Task requirements — Return each line of the data that follows exactly as it reads.

===== Records provided =====

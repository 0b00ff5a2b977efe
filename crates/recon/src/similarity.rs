//! Similarity scoring on the 0–100 scale used by thresholds and reports.

use strsim::normalized_levenshtein;

use crate::model::Quantity;
use crate::normalize::round_dp;

/// Token-order-insensitive string similarity.
///
/// Lowercases, tokenizes on non-alphanumeric runs, sorts the tokens and
/// compares the normalized forms, so "blue arctic" scores 100 against
/// "Arctic Blue". Two empty inputs are a vacuous match (100).
pub fn string_similarity(a: &str, b: &str) -> f64 {
    let a = token_sort(a);
    let b = token_sort(b);
    if a.is_empty() && b.is_empty() {
        return 100.0;
    }
    (normalized_levenshtein(&a, &b) * 100.0).round()
}

fn token_sort(s: &str) -> String {
    let lower = s.to_lowercase();
    let mut tokens: Vec<&str> = lower
        .split(|c: char| !c.is_alphanumeric())
        .filter(|t| !t.is_empty())
        .collect();
    tokens.sort_unstable();
    tokens.join(" ")
}

/// Relative closeness of two quantities.
///
/// Both missing → 100 (nothing to compare). A single missing side is scored
/// as 0 — that substitution is this function's documented policy, not the
/// caller's. Otherwise `100 − |a−b| / max(|a|,|b|,1) × 100`, floored at 0
/// and rounded to 2 decimals. The denominator floor of 1 keeps small and
/// zero values from dividing by zero.
pub fn quantity_similarity(a: Quantity, b: Quantity) -> f64 {
    if a.is_missing() && b.is_missing() {
        return 100.0;
    }
    let a = a.as_f64().unwrap_or(0.0);
    let b = b.as_f64().unwrap_or(0.0);
    if a == 0.0 && b == 0.0 {
        return 100.0;
    }
    let denom = a.abs().max(b.abs()).max(1.0);
    let pct_diff = (a - b).abs() / denom * 100.0;
    round_dp((100.0 - pct_diff).max(0.0), 2)
}
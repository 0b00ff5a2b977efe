//! `matcheck-recon` — baseline-to-downstream materials reconciliation engine.
//!
//! Pure engine crate: receives pre-loaded records, returns per-record match
//! outcomes plus summary counters. No file paths or presentation dependencies.

pub mod config;
pub mod engine;
pub mod error;
pub mod evaluate;
pub mod matcher;
pub mod model;
pub mod normalize;
pub mod similarity;
pub mod summary;

pub use config::ReconcileConfig;
pub use engine::run;
pub use error::ReconcileError;
pub use model::{MatchOutcome, ReconcileInput, ReconcileResult, Record};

=====

Answer section —
repository 0b00ff5a2b977efe
filename crates/recon/src/similarity.rs
//! Similarity scoring on the 0–100 scale used by thresholds and reports.

use strsim::normalized_levenshtein;

use crate::model::Quantity;
use crate::normalize::round_dp;

/// Token-order-insensitive string similarity.
///
/// Lowercases, tokenizes on non-alphanumeric runs, sorts the tokens and
/// compares the normalized forms, so "blue arctic" scores 100 against
/// "Arctic Blue". Two empty inputs are a vacuous match (100).
pub fn string_similarity(a: &str, b: &str) -> f64 {
    let a = token_sort(a);
    let b = token_sort(b);
    if a.is_empty() && b.is_empty() {
        return 100.0;
    }
    (normalized_levenshtein(&a, &b) * 100.0).round()
}

fn token_sort(s: &str) -> String {
    let lower = s.to_lowercase();
    let mut tokens: Vec<&str> = lower
        .split(|c: char| !c.is_alphanumeric())
        .filter(|t| !t.is_empty())
        .collect();
    tokens.sort_unstable();
    tokens.join(" ")
}

/// Relative closeness of two quantities.
///
/// Both missing → 100 (nothing to compare). A single missing side is scored
/// as 0 — that substitution is this function's documented policy, not the
/// caller's. Otherwise `100 − |a−b| / max(|a|,|b|,1) × 100`, floored at 0
/// and rounded to 2 decimals. The denominator floor of 1 keeps small and
/// zero values from dividing by zero.
pub fn quantity_similarity(a: Quantity, b: Quantity) -> f64 {
    if a.is_missing() && b.is_missing() {
        return 100.0;
    }
    let a = a.as_f64().unwrap_or(0.0);
    let b = b.as_f64().unwrap_or(0.0);
    if a == 0.0 && b == 0.0 {
        return 100.0;
    }
    let denom = a.abs().max(b.abs()).max(1.0);
    let pct_diff = (a - b).abs() / denom * 100.0;
    round_dp((100.0 - pct_diff).max(0.0), 2)
}
repository 0b00ff5a2b977efe
//! `matcheck-recon` — baseline-to-downstream materials reconciliation engine.
//!
//! Pure engine crate: receives pre-loaded records, returns per-record match
//! outcomes plus summary counters. No file paths or presentation dependencies.

pub mod config;
pub mod engine;
pub mod error;
pub mod evaluate;
pub mod matcher;
pub mod model;
pub mod normalize;
pub mod similarity;
pub mod summary;

pub use config::ReconcileConfig;
pub use engine::run;
pub use error::ReconcileError;
pub use model::{MatchOutcome, ReconcileInput, ReconcileResult, Record};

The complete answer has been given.